(Collected data)
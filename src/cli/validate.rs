//! `meshcell validate`
//!
//! Loads a template with its bindings and overrides and runs every check the engine
//! runs before instantiating, without producing output files.
//!
//! # Examples
//!
//! ```bash
//! meshcell validate -t hr.yaml
//! meshcell validate -t hr.yaml --bindings deps.yaml --overrides overrides.yaml
//! meshcell validate -t hr.yaml --bindings deps.yaml --format json
//! ```

use super::common::{load_bindings, load_overrides, load_template};
use crate::config::{EngineConfig, UnmatchedPolicy};
use crate::instantiate::Instantiator;
use anyhow::Result;
use clap::Args;
use colored::Colorize;
use serde::Serialize;
use std::path::PathBuf;

#[derive(Args, Debug)]
pub struct ValidateCommand {
    /// Template to check
    #[arg(short, long, value_name = "FILE")]
    pub template: PathBuf,

    /// Dependency bindings to check against the template
    #[arg(short, long, value_name = "FILE")]
    pub bindings: Option<PathBuf>,

    /// Overrides to check against the template
    #[arg(short, long, value_name = "FILE")]
    pub overrides: Option<PathBuf>,

    /// Output format
    #[arg(long, value_enum, default_value = "text")]
    pub format: OutputFormat,
}

#[derive(Clone, Debug, PartialEq, Eq, clap::ValueEnum)]
pub enum OutputFormat {
    /// Human-readable lines
    Text,
    /// One JSON object
    Json,
}

/// What `validate` found, as printed with `--format json`.
#[derive(Debug, Default, Serialize)]
pub struct ValidationResults {
    pub valid: bool,
    pub template: String,
    pub kind: String,
    pub components: Vec<String>,
    /// Aliases the template's dependency annotation refers to.
    pub required_aliases: Vec<String>,
    pub bound_aliases: Vec<String>,
    pub unbound_aliases: Vec<String>,
    /// Override specs naming components the template lacks.
    pub unmatched_overrides: Vec<String>,
    pub errors: Vec<String>,
    pub warnings: Vec<String>,
}

impl ValidateCommand {
    /// Run the command.
    ///
    /// # Errors
    ///
    /// Returns an error if an input cannot be loaded or any check fails.
    pub async fn execute(self, config: EngineConfig, quiet: bool) -> Result<()> {
        let template = load_template(&self.template).await?;
        let bindings = load_bindings(self.bindings.as_deref()).await?;
        let overrides = load_overrides(self.overrides.as_deref()).await?;

        let policy = config.overrides.unmatched;
        let engine = Instantiator::new(config);
        let mut results = ValidationResults {
            template: template.name().to_string(),
            kind: template.kind.to_string(),
            components: template.component_names().map(String::from).collect(),
            ..ValidationResults::default()
        };

        for descriptor in engine.dependencies(&template)? {
            let Some(alias) = descriptor.alias else {
                continue;
            };
            if bindings.get(&alias).is_some_and(|b| !b.instance.trim().is_empty()) {
                results.bound_aliases.push(alias.clone());
            } else {
                results.unbound_aliases.push(alias.clone());
            }
            results.required_aliases.push(alias);
        }

        results.unmatched_overrides = overrides
            .component_names()
            .filter(|name| template.component(name).is_none())
            .map(String::from)
            .collect();
        if policy == UnmatchedPolicy::Warn {
            for name in &results.unmatched_overrides {
                results.warnings.push(format!("override for unknown component '{name}'"));
            }
        }

        let outcome = engine.check(&template, &bindings, &overrides);
        if let Err(e) = &outcome {
            results.errors.push(e.to_string());
        }
        results.valid = outcome.is_ok();

        match self.format {
            OutputFormat::Json => println!("{}", serde_json::to_string_pretty(&results)?),
            OutputFormat::Text if !quiet => print_text(&results),
            OutputFormat::Text => {}
        }

        outcome.map_err(Into::into)
    }
}

fn print_text(results: &ValidationResults) {
    println!(
        "{} {} '{}' ({} component(s))",
        "•".blue(),
        results.kind,
        results.template,
        results.components.len()
    );

    if results.required_aliases.is_empty() {
        println!("{} No dependencies", "✓".green());
    }
    for alias in &results.bound_aliases {
        println!("{} Dependency '{}' is bound", "✓".green(), alias);
    }
    for alias in &results.unbound_aliases {
        println!("{} Dependency '{}' is not bound", "✗".red(), alias);
    }
    for warning in &results.warnings {
        println!("{} {}", "⚠".yellow(), warning);
    }
    for error in &results.errors {
        println!("{} {}", "✗".red(), error);
    }

    if results.valid {
        println!("{} Template is valid", "✓".green().bold());
    }
}
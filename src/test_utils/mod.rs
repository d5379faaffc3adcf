//! Test utilities for meshcell
//!
//! Logging setup and sample templates for unit and integration tests. Available to
//! integration tests through the `test-utils` feature.
//!
//! # Example
//!
//! ```rust,no_run
//! use meshcell::instantiate::{InstantiationRequest, Instantiator};
//! use meshcell::test_utils::{hr_bindings, hr_composite, init_test_logging};
//!
//! init_test_logging(None);
//! let request = InstantiationRequest::new("hr-inst").with_bindings(hr_bindings());
//! let result = Instantiator::default().instantiate(&hr_composite(), &request).unwrap();
//! assert_eq!(result.instance.name(), "hr-inst");
//! ```

pub mod fixtures;

pub use fixtures::{
    DEPENDENCIES_ANNOTATION, HR_COMPOSITE_YAML, PRODUCTS_CELL_YAML, hr_bindings, hr_composite,
    products_cell, products_ingress,
};

use std::sync::Once;
use tracing::Level;
use tracing_subscriber::EnvFilter;

/// Global flag to ensure logging is only initialized once in tests
static INIT_LOGGING: Once = Once::new();

/// Initialize logging for tests.
///
/// Runs once per process. Uses `level` when given, otherwise `RUST_LOG`; with neither,
/// logging stays off.
///
/// ```bash
/// RUST_LOG=meshcell=debug cargo test
/// ```
pub fn init_test_logging(level: Option<Level>) {
    INIT_LOGGING.call_once(|| {
        let filter = if let Some(level) = level {
            EnvFilter::new(level.to_string())
        } else if std::env::var("RUST_LOG").is_ok() {
            EnvFilter::from_default_env()
        } else {
            return;
        };

        let _ = tracing_subscriber::fmt()
            .with_env_filter(filter)
            .with_test_writer()
            .with_target(true)
            .with_thread_ids(false)
            .try_init();
    });
}
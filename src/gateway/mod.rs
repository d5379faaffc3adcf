//! Applies web-ingress overrides to a cell gateway.
//!
//! [`apply_ingress`] is pure: it takes the current gateway and returns the updated one
//! together with the TLS [`Secret`] to emit, if any. Writing the secret is the caller's
//! job.

use crate::model::{Gateway, Secret, TlsRef};
use crate::overrides::{TlsMaterial, WebIngress};
use base64::Engine as _;
use base64::engine::general_purpose::STANDARD;
use std::collections::BTreeMap;
use tracing::{debug, warn};

/// Suffix appended to the instance name to name its TLS secret.
pub const TLS_SECRET_SUFFIX: &str = "--tls-secret";

/// Data key of the private key inside a TLS secret.
pub const TLS_KEY_ENTRY: &str = "tls.key";

/// Data key of the certificate inside a TLS secret.
pub const TLS_CERT_ENTRY: &str = "tls.crt";

/// Result of [`apply_ingress`].
#[derive(Debug, Clone, PartialEq)]
pub struct GatewayUpdate {
    pub gateway: Gateway,
    pub secret: Option<Secret>,
}

/// Name of the TLS secret for `instance_name`.
#[must_use]
pub fn tls_secret_name(instance_name: &str) -> String {
    format!("{instance_name}{TLS_SECRET_SUFFIX}")
}

/// Apply one web-ingress override to `gateway`.
///
/// - TLS key and cert present: emit a secret named `<instance>--tls-secret` holding both
///   (base64) and point the cluster ingress at it.
/// - OIDC present: attach it to the ingress extensions.
/// - Always: set the cluster ingress host to the vhost and append the HTTP API.
#[must_use]
pub fn apply_ingress(gateway: &Gateway, instance_name: &str, ingress: &WebIngress) -> GatewayUpdate {
    let mut gateway = gateway.clone();
    let extensions = &mut gateway.spec.ingress.extensions;

    let secret = ingress.tls.as_ref().and_then(|tls| tls_secret(instance_name, tls));
    if let Some(secret) = &secret {
        debug!("Gateway TLS now references secret '{}'", secret.name());
        extensions.cluster_ingress.tls.get_or_insert_with(TlsRef::default).secret =
            secret.name().to_string();
    }

    if let Some(oidc) = &ingress.oidc {
        if oidc.lacks_client_credentials() {
            warn!(
                "OIDC for vhost '{}' has neither a client secret nor a DCR password",
                ingress.vhost
            );
        }
        extensions.oidc = Some(oidc.clone());
    }

    extensions.cluster_ingress.host = Some(ingress.vhost.clone());
    gateway.spec.ingress.http.push(ingress.http_api.clone());
    debug!(
        "Gateway host set to '{}', route '{}' appended",
        ingress.vhost, ingress.http_api.context
    );

    GatewayUpdate {
        gateway,
        secret,
    }
}

fn tls_secret(instance_name: &str, tls: &TlsMaterial) -> Option<Secret> {
    if tls.key.trim().is_empty() || tls.cert.trim().is_empty() {
        return None;
    }

    let data = BTreeMap::from([
        (TLS_KEY_ENTRY.to_string(), STANDARD.encode(tls.key.as_bytes())),
        (TLS_CERT_ENTRY.to_string(), STANDARD.encode(tls.cert.as_bytes())),
    ]);
    Some(Secret::tls(tls_secret_name(instance_name), data))
}
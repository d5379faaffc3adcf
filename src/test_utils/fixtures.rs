//! Sample templates and run-time inputs shared by tests.

use crate::codec;
use crate::model::{HttpApi, HttpDefinition, UnitTemplate};
use crate::overrides::WebIngress;
use crate::resolver::{DependencyBindings, DependencyIdentity};

/// Annotation key used by the sample templates.
pub const DEPENDENCIES_ANNOTATION: &str = "mesh.cellery.io/cell-dependencies";

/// HR composite depending on the employee and stock composites.
pub const HR_COMPOSITE_YAML: &str = r#"apiVersion: mesh.cellery.io/v1alpha2
kind: Composite
metadata:
  name: hr
  annotations:
    mesh.cellery.io/cell-image-org: myorg
    mesh.cellery.io/cell-image-name: hr-comp
    mesh.cellery.io/cell-image-version: 1.0.0
    mesh.cellery.io/cell-dependencies: '[{"org":"myorg","name":"employee-comp","version":"1.0.0","alias":"employeeCompDep","kind":"Composite"},{"org":"myorg","name":"stock-comp","version":"1.0.0","alias":"stockCompDep","kind":"Composite"}]'
spec:
  components:
    - metadata:
        name: hr
      spec:
        type: Deployment
        template:
          containers:
            - name: hr
              image: docker.io/wso2cellery/sampleapp-hr:0.3.0
              ports:
                - containerPort: 8080
              env:
                - name: stock_api_url
                  value: "http://{{stockCompDep}}--stock-service:8080"
                - name: employee_api_url
                  value: "http://{{employeeCompDep}}--employee-service:8080"
"#;

/// Products cell with a gateway, probes and resource limits.
pub const PRODUCTS_CELL_YAML: &str = r#"apiVersion: mesh.cellery.io/v1alpha2
kind: Cell
metadata:
  name: pet-be
spec:
  gateway:
    spec:
      type: Envoy
      ingress:
        http:
          - context: customers-1
            backend: customers
            definitions:
              - path: /*
                method: GET
  components:
    - metadata:
        name: products
      spec:
        template:
          containers:
            - name: products
              image: myorg/products:1.0.0
              env:
                - name: CATEGORIES_HOST
                  value: localhost
                - name: LOG_LEVEL
                  value: info
                - name: PROMO_CODE
                  value: ""
              livenessProbe:
                httpGet:
                  path: /health
                  port: 80
                initialDelaySeconds: 5
                periodSeconds: 10
              readinessProbe:
                tcpSocket:
                  port: 80
                periodSeconds: 5
              resources:
                limits:
                  memory: 128Mi
                  cpu: 500m
    - metadata:
        name: customers
      spec:
        template:
          containers:
            - name: customers
              image: myorg/customers:1.0.0
"#;

/// The HR composite as a parsed template.
///
/// # Panics
///
/// Never for the embedded document.
#[must_use]
pub fn hr_composite() -> UnitTemplate {
    codec::parse_template(HR_COMPOSITE_YAML.as_bytes(), "hr.yaml").expect("hr fixture parses")
}

/// The products cell as a parsed template.
///
/// # Panics
///
/// Never for the embedded document.
#[must_use]
pub fn products_cell() -> UnitTemplate {
    codec::parse_template(PRODUCTS_CELL_YAML.as_bytes(), "pet-be.yaml")
        .expect("products fixture parses")
}

/// Bindings for both HR dependencies.
#[must_use]
pub fn hr_bindings() -> DependencyBindings {
    DependencyBindings::new()
        .with("employeeCompDep", DependencyIdentity::new("myorg", "employee-comp", "1.0.0", "emp-inst"))
        .with("stockCompDep", DependencyIdentity::new("myorg", "stock-comp", "1.0.0", "stock-inst"))
}

/// Web ingress exposing `products` as `products-1` with a single `GET /*` route.
#[must_use]
pub fn products_ingress() -> WebIngress {
    WebIngress {
        vhost: "products-1".to_string(),
        http_api: HttpApi {
            context: "products-1".to_string(),
            backend: Some("products".to_string()),
            definitions: vec![HttpDefinition::new("GET", "/*")],
            ..HttpApi::default()
        },
        tls: None,
        oidc: None,
    }
}
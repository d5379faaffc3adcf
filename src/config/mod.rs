//! Configuration management for meshcell.
//!
//! The engine reads one optional TOML file (`meshcell.toml`), see [`engine`]. Run-time
//! inputs (bindings, overrides) are documents of their own and live in
//! [`crate::resolver`] and [`crate::overrides`].

pub mod engine;

pub use engine::{
    AnnotationsConfig, CONFIG_ENV_VAR, DEFAULT_CONFIG_FILE, DEFAULT_DEPENDENCIES_ANNOTATION,
    EngineConfig, OutputConfig, OverridesConfig, UnmatchedPolicy,
};
//! Input loading shared by the commands.

use crate::codec;
use crate::model::UnitTemplate;
use crate::overrides::OverrideRegistry;
use crate::resolver::DependencyBindings;
use anyhow::{Context, Result};
use std::path::Path;
use tokio::fs;
use tracing::debug;

/// Read and parse a template file.
///
/// # Errors
///
/// Returns an error if the file cannot be read or is not a valid unit template.
pub async fn load_template(path: &Path) -> Result<UnitTemplate> {
    let bytes = fs::read(path)
        .await
        .with_context(|| format!("Failed to read template {}", path.display()))?;
    let template = codec::parse_template(&bytes, &path.display().to_string())?;
    debug!(
        "Loaded {} '{}' with {} component(s) from {}",
        template.kind,
        template.name(),
        template.spec.components.len(),
        path.display()
    );
    Ok(template)
}

/// Read a bindings file, or no bindings when `path` is `None`.
///
/// # Errors
///
/// Returns an error if the file cannot be read or is not a bindings map.
pub async fn load_bindings(path: Option<&Path>) -> Result<DependencyBindings> {
    let Some(path) = path else {
        return Ok(DependencyBindings::new());
    };
    let content = fs::read_to_string(path)
        .await
        .with_context(|| format!("Failed to read bindings {}", path.display()))?;
    let bindings = DependencyBindings::from_yaml_str(&content)?;
    debug!("Loaded {} binding(s) from {}", bindings.len(), path.display());
    Ok(bindings)
}

/// Read an override file, or no overrides when `path` is `None`.
///
/// # Errors
///
/// Returns an error if the file cannot be read or any override is invalid.
pub async fn load_overrides(path: Option<&Path>) -> Result<OverrideRegistry> {
    let Some(path) = path else {
        return Ok(OverrideRegistry::new());
    };
    let content = fs::read_to_string(path)
        .await
        .with_context(|| format!("Failed to read overrides {}", path.display()))?;
    let overrides = OverrideRegistry::from_yaml_str(&content)?;
    debug!("Loaded overrides for {} component(s) from {}", overrides.len(), path.display());
    Ok(overrides)
}
//! Command execution API.

use serde::Serialize;
use serde_json::Value;

use crate::client::OpsBeaconClient;
use crate::error::{Error, Result};
use crate::types::{RunArgs, RunRequest};

/// Wire body for the execution endpoint.
#[derive(Debug, Serialize, PartialEq)]
#[serde(untagged)]
enum ExecuteBody {
    CommandLine {
        #[serde(rename = "commandLine")]
        command_line: String,
    },
    Structured {
        command: String,
        connection: String,
        arguments: Vec<String>,
    },
}

/// Command execution API client.
pub struct ExecuteApi {
    client: OpsBeaconClient,
}

impl ExecuteApi {
    pub(crate) fn new(client: OpsBeaconClient) -> Self {
        Self { client }
    }

    /// Execute a command in the workspace.
    ///
    /// A non-empty `command_text` takes precedence; otherwise both
    /// `connection` and `command` are required. Exactly one execution
    /// request is issued.
    ///
    /// The server conflates transport success with operation success: a
    /// 200 response whose body contains an `error` key or `success: false`
    /// is returned as data, not raised. Interpreting it is the caller's
    /// job; see the `execute` example for the expected handling.
    pub async fn run(&self, request: RunRequest) -> Result<Value> {
        let body = build_body(&request)?;

        let command = match &body {
            ExecuteBody::CommandLine { command_line } => command_line.clone(),
            ExecuteBody::Structured { command, .. } => command.clone(),
        };
        let connection = request.connection.clone();

        tracing::debug!(command = %command, "executing command");

        self.client
            .post::<Value, _>("/trigger/v1/api", &body)
            .await
            .map_err(|e| Error::CommandExecution {
                command: Some(command),
                connection,
                source: Box::new(e),
            })
    }
}

/// Validate a run request and translate it into the wire body.
fn build_body(request: &RunRequest) -> Result<ExecuteBody> {
    if let Some(text) = request.command_text.as_deref().filter(|t| !t.is_empty()) {
        return Ok(ExecuteBody::CommandLine {
            command_line: text.to_string(),
        });
    }

    match (
        request.connection.as_deref().filter(|c| !c.is_empty()),
        request.command.as_deref().filter(|c| !c.is_empty()),
    ) {
        (Some(connection), Some(command)) => Ok(ExecuteBody::Structured {
            command: command.to_string(),
            connection: connection.to_string(),
            arguments: tokenize_args(request.args.as_ref())?,
        }),
        _ => Err(Error::validation(
            "Either command_text or both connection and command are required",
        )),
    }
}

/// Turn the args input into a token list.
///
/// A string is split with shell-style tokenization, so quoted substrings
/// stay single tokens. A list passes through unchanged. Both forms produce
/// identical request bodies for equivalent input.
fn tokenize_args(args: Option<&RunArgs>) -> Result<Vec<String>> {
    match args {
        None => Ok(Vec::new()),
        Some(RunArgs::List(tokens)) => Ok(tokens.clone()),
        Some(RunArgs::Line(line)) => {
            if line.is_empty() {
                return Ok(Vec::new());
            }
            shlex::split(line).ok_or_else(|| {
                Error::validation_field("args contain unbalanced quotes", "args")
            })
        }
    }
}
//! API endpoint implementations.

mod commands;
mod connections;
mod execute;
mod files;
mod groups;
mod policies;
mod triggers;
mod users;

pub use commands::CommandsApi;
pub use connections::ConnectionsApi;
pub use execute::ExecuteApi;
pub use files::FilesApi;
pub use groups::GroupsApi;
pub use policies::PoliciesApi;
pub use triggers::TriggersApi;
pub use users::UsersApi;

**Task to carry out**
All lines above between those holding "#[serde(untagged)]" and "pub(crate) fn new(client: OpsBeaconClient)", inclusive, must be set down unchanged, and no other line may be included.

**Solved exercise**
#[serde(untagged)]
enum ExecuteBody {
    CommandLine {
        #[serde(rename = "commandLine")]
        command_line: String,
    },
    Structured {
        command: String,
        connection: String,
        arguments: Vec<String>,
    },
}

/// Command execution API client.
pub struct ExecuteApi {
    client: OpsBeaconClient,
}

impl ExecuteApi {
    pub(crate) fn new(client: OpsBeaconClient) -> Self {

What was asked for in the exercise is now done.